ངོ་འཕྲད་བདེ་བའི་དྲ་འབྲེལ།

གཟའ་ཉི་མ། ༢༠༢༤/༡༠/༠༦

Global Retailers to Inspect Bangladesh Garment Factories


In this Saturday, Dec. 8, 2012, photo, Bangladeshi garment workers manufacture clothing in a factory on the outskirts of Dhaka, Bangladesh.
In this Saturday, Dec. 8, 2012, photo, Bangladeshi garment workers manufacture clothing in a factory on the outskirts of Dhaka, Bangladesh.
More than 70 global retailers are moving forward with plans to inspect clothing factories in Bangladesh, just months after at least 1,100 people were killed in a collapse in Dhaka. A new agreement looks to improve labor safety standards in Bangladesh.

For more than a decade, Kalpona Akter has made it her mission to give a voice to many of the 3.5 million Bangladeshi workers who spend hours in cramped and often unsafe conditions churning out T-shirts and accessories for global fashion giants.

Since the April disaster in which hundreds of garment workers were buried under the rubble of the Rana Plaza, the executive director of the Bangladesh Center for Worker Solidarity now spends her days trying to win compensation for victims and their families, while also encouraging laborers to speak out.

“We are in contact with them on a daily basis to know how their factories are, whether they feel safe or what needs to be done and how they should raise their voices when they see there is a crack in the factory,” Kalpona said.

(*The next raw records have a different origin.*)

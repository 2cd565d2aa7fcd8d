// ============================================================================
// tgrun-core/src/ambient.rs
// ============================================================================
//
// AMBIENT I/O: Process-wide output channels and argument context
//
// In-process entry points do not receive their command line or output sinks
// as parameters; they use the functions in this module, the same way a
// standalone binary would use std::env::args and std::io::stdout. Outside an
// in-process run these fall through to the real process equivalents.
//
// While the InProcessSupervisor runs an entry point it installs a
// RedirectGuard, which swaps this state for captures that forward complete
// lines to the run's line callback. The guard also holds a process-wide
// region lock, so two redirected runs can never overlap, and puts back the
// previous state when dropped, whichever way the entry point finished.

// ---- External crate imports ----
use once_cell::sync::Lazy;

// ---- Standard library imports ----
use std::cell::Cell;
use std::collections::VecDeque;
use std::io::{self, Write};
use std::sync::atomic::{AtomicBool, Ordering};
use std::sync::{Arc, Mutex, MutexGuard, PoisonError};

// ---- Internal crate imports ----
use crate::lines::LineSplitter;
use crate::supervisor::LineCallback;

/// Line sink shared by the stdout and stderr captures of one run.
pub(crate) type SharedLineSink = Arc<LineSink>;

/// Payload carried by the unwind started in [`exit`].
#[derive(Debug, Clone, Copy, PartialEq, Eq)]
pub struct ExitRequest(pub i32);

#[derive(Default)]
struct Pending {
    lines: VecDeque<String>,
    delivering: bool,
}

/// Ordered hand-off of a run's lines to its callback.
///
/// Writers only queue lines. Whichever thread finds no delivery in progress
/// drains the queue into the callback, and no lock a writer needs is held
/// while the callback runs, so the callback may call back into its
/// supervisor. The callback is never invoked concurrently.
pub(crate) struct LineSink {
    pending: Mutex<Pending>,
    callback: Mutex<LineCallback>,
}

impl LineSink {
    pub(crate) fn new(callback: LineCallback) -> SharedLineSink {
        Arc::new(Self {
            pending: Mutex::new(Pending::default()),
            callback: Mutex::new(callback),
        })
    }

    pub(crate) fn enqueue(&self, lines: impl IntoIterator<Item = String>) {
        self.lock_pending().lines.extend(lines);
    }

    pub(crate) fn send(&self, lines: impl IntoIterator<Item = String>) {
        self.enqueue(lines);
        self.deliver();
    }

    /// Drains the queue unless another delivery, possibly further up this
    /// thread's stack, is already doing so.
    pub(crate) fn deliver(&self) {
        {
            let mut pending = self.lock_pending();
            if pending.delivering || pending.lines.is_empty() {
                return;
            }
            pending.delivering = true;
        }
        let mut callback = self.callback.lock().unwrap_or_else(PoisonError::into_inner);
        loop {
            let line = {
                let mut pending = self.lock_pending();
                match pending.lines.pop_front() {
                    Some(line) => line,
                    None => {
                        pending.delivering = false;
                        return;
                    }
                }
            };
            log::trace!(target: "tgrun::output", "{line}");
            callback(line);
        }
    }

    /// Waits for any delivery in progress and delivers what is still queued.
    /// Nothing may be enqueued afterwards.
    pub(crate) fn flush(&self) {
        let mut callback = self.callback.lock().unwrap_or_else(PoisonError::into_inner);
        loop {
            let Some(line) = self.lock_pending().lines.pop_front() else {
                return;
            };
            log::trace!(target: "tgrun::output", "{line}");
            callback(line);
        }
    }

    fn lock_pending(&self) -> MutexGuard<'_, Pending> {
        self.pending.lock().unwrap_or_else(PoisonError::into_inner)
    }
}

struct Capture {
    splitter: LineSplitter,
    sink: SharedLineSink,
}

impl Capture {
    fn new(sink: SharedLineSink) -> Self {
        Self {
            splitter: LineSplitter::new(),
            sink,
        }
    }

    fn flush_partial(mut self) {
        self.sink.send(self.splitter.finish());
    }
}

#[derive(Default)]
struct AmbientState {
    stdout: Option<Capture>,
    stderr: Option<Capture>,
    args: Option<Vec<String>>,
    cancel: Option<Arc<AtomicBool>>,
}

static STATE: Lazy<Mutex<AmbientState>> = Lazy::new(|| Mutex::new(AmbientState::default()));

// Held for the whole lifetime of a RedirectGuard.
static REGION: Mutex<()> = Mutex::new(());

thread_local! {
    // Set on the thread that installed the active RedirectGuard.
    static OWNS_REDIRECT: Cell<bool> = const { Cell::new(false) };
}

fn lock_state() -> MutexGuard<'static, AmbientState> {
    STATE.lock().unwrap_or_else(PoisonError::into_inner)
}

/// Scoped redirection of the ambient state for one in-process run.
///
/// Dropping the guard flushes any unterminated output as a final line and
/// restores the state that was in place before [`RedirectGuard::install`].
pub struct RedirectGuard {
    saved: Option<AmbientState>,
    _region: MutexGuard<'static, ()>,
}

impl RedirectGuard {
    /// Blocks until no other redirection is active, then installs captures
    /// forwarding to `sink`, the argument vector `argv` and the run's
    /// cancellation flag.
    pub(crate) fn install(argv: Vec<String>, sink: SharedLineSink, cancel: Arc<AtomicBool>) -> Self {
        let region = REGION.lock().unwrap_or_else(PoisonError::into_inner);
        let redirected = AmbientState {
            stdout: Some(Capture::new(Arc::clone(&sink))),
            stderr: Some(Capture::new(sink)),
            args: Some(argv),
            cancel: Some(cancel),
        };
        let saved = std::mem::replace(&mut *lock_state(), redirected);
        OWNS_REDIRECT.with(|owns| owns.set(true));
        log::debug!("Ambient output redirected");
        Self {
            saved: Some(saved),
            _region: region,
        }
    }
}

impl Drop for RedirectGuard {
    fn drop(&mut self) {
        let previous = self.saved.take().unwrap_or_default();
        let redirected = std::mem::replace(&mut *lock_state(), previous);
        OWNS_REDIRECT.with(|owns| owns.set(false));
        for capture in [redirected.stdout, redirected.stderr].into_iter().flatten() {
            capture.flush_partial();
        }
        log::debug!("Ambient output restored");
    }
}

#[derive(Clone, Copy)]
enum Stream {
    Stdout,
    Stderr,
}

/// Writer for the ambient stdout or stderr. See [`stdout`] and [`stderr`].
pub struct AmbientWriter {
    stream: Stream,
}

impl Write for AmbientWriter {
    fn write(&mut self, buf: &[u8]) -> io::Result<usize> {
        let mut state = lock_state();
        let capture = match self.stream {
            Stream::Stdout => state.stdout.as_mut(),
            Stream::Stderr => state.stderr.as_mut(),
        };
        match capture {
            Some(capture) => {
                // Queued under the state lock so concurrent writers keep their order.
                capture.sink.enqueue(capture.splitter.push(buf));
                let sink = Arc::clone(&capture.sink);
                drop(state);
                sink.deliver();
                Ok(buf.len())
            }
            None => {
                drop(state);
                match self.stream {
                    Stream::Stdout => io::stdout().write(buf),
                    Stream::Stderr => io::stderr().write(buf),
                }
            }
        }
    }

    /// Unterminated output stays buffered until its line ends or the run
    /// finishes; only the uncaptured streams are flushed here.
    fn flush(&mut self) -> io::Result<()> {
        match self.stream {
            Stream::Stdout => io::stdout().flush(),
            Stream::Stderr => io::stderr().flush(),
        }
    }
}

pub fn stdout() -> AmbientWriter {
    AmbientWriter {
        stream: Stream::Stdout,
    }
}

pub fn stderr() -> AmbientWriter {
    AmbientWriter {
        stream: Stream::Stderr,
    }
}

/// The current argument vector, program name first.
pub fn args() -> Vec<String> {
    lock_state()
        .args
        .clone()
        .unwrap_or_else(|| std::env::args().collect())
}

/// Whether an in-process run currently owns the ambient state.
pub fn is_redirected() -> bool {
    lock_state().args.is_some()
}

/// Whether the supervisor asked the running entry point to stop.
pub fn cancellation_requested() -> bool {
    lock_state()
        .cancel
        .as_ref()
        .is_some_and(|flag| flag.load(Ordering::SeqCst))
}

fn redirected_on_this_thread() -> bool {
    OWNS_REDIRECT.with(Cell::get)
}

/// Ends the current entry point with `code`.
///
/// On the thread running an in-process entry point this unwinds back to the
/// supervisor, which reports `code` as the exit code. Anywhere else,
/// including threads the entry point spawned, it exits the process.
pub fn exit(code: i32) -> ! {
    if redirected_on_this_thread() {
        std::panic::resume_unwind(Box::new(ExitRequest(code)));
    }
    std::process::exit(code)
}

She said her efforts are being helped by the attention and pressure on global retailers since the deadliest incident to hit Bangladesh’s $20 billion garment industry.

This week, nearly 70 mainly European retailers who have signed a five-year accord announced the next steps to raising fire and building safety standards in Bangladeshi factories where their clothes are made.

The plan, led by global unions IndustriALL and UNI, includes inspecting every factory within nine months to identify grave safety hazards, publicly report the findings and implementing a remediation plan that would compensate workers in factories that have to be shut down for repairs. Money for the safety improvements would come from the retailers who signed the agreement.

IndustriALL’s Health, Safety and Sustainability Director Brian Kohler said this type of legally binding contract to raise standards is unprecedented.

“I think it really is a game-changer in terms of how these things can go," Kohler said. "It’s not just another voluntary agreement, it’s not like a typical corporate social responsibility initiative. It’s a real agreement with real commitments.”

Bangladeshi activist Kalpona Akter welcomes the plan but wishes more American retailers had signed on.

Some including U.S. retail giant Walmart and Gap, having announced their own plans, are also pursuing a separate effort aimed at improving fire and safety standards in Bangladeshi factories. The effort is being led by two prominent U.S. lawmakers, but critics believe the plan will fall short of the transparency and oversight of the European-led effort.

“I think the U.S. retailers, who did not sign the accord, really do not care about these workers," Akter said."They are just still thinking about their profits. Because of the profits, they are not signing it.”

Still, Akter is quick to point out that the responsibility for maintaining safe conditions for garment workers falls not just on global retailers - but also on factory owners and authorities in Dhaka.

Following talks this week in Geneva, European Union and Bangladeshi officials launched a joint initiative that calls on the government to strengthen workers’ bargaining rights and hire 200 additional factory inspectors.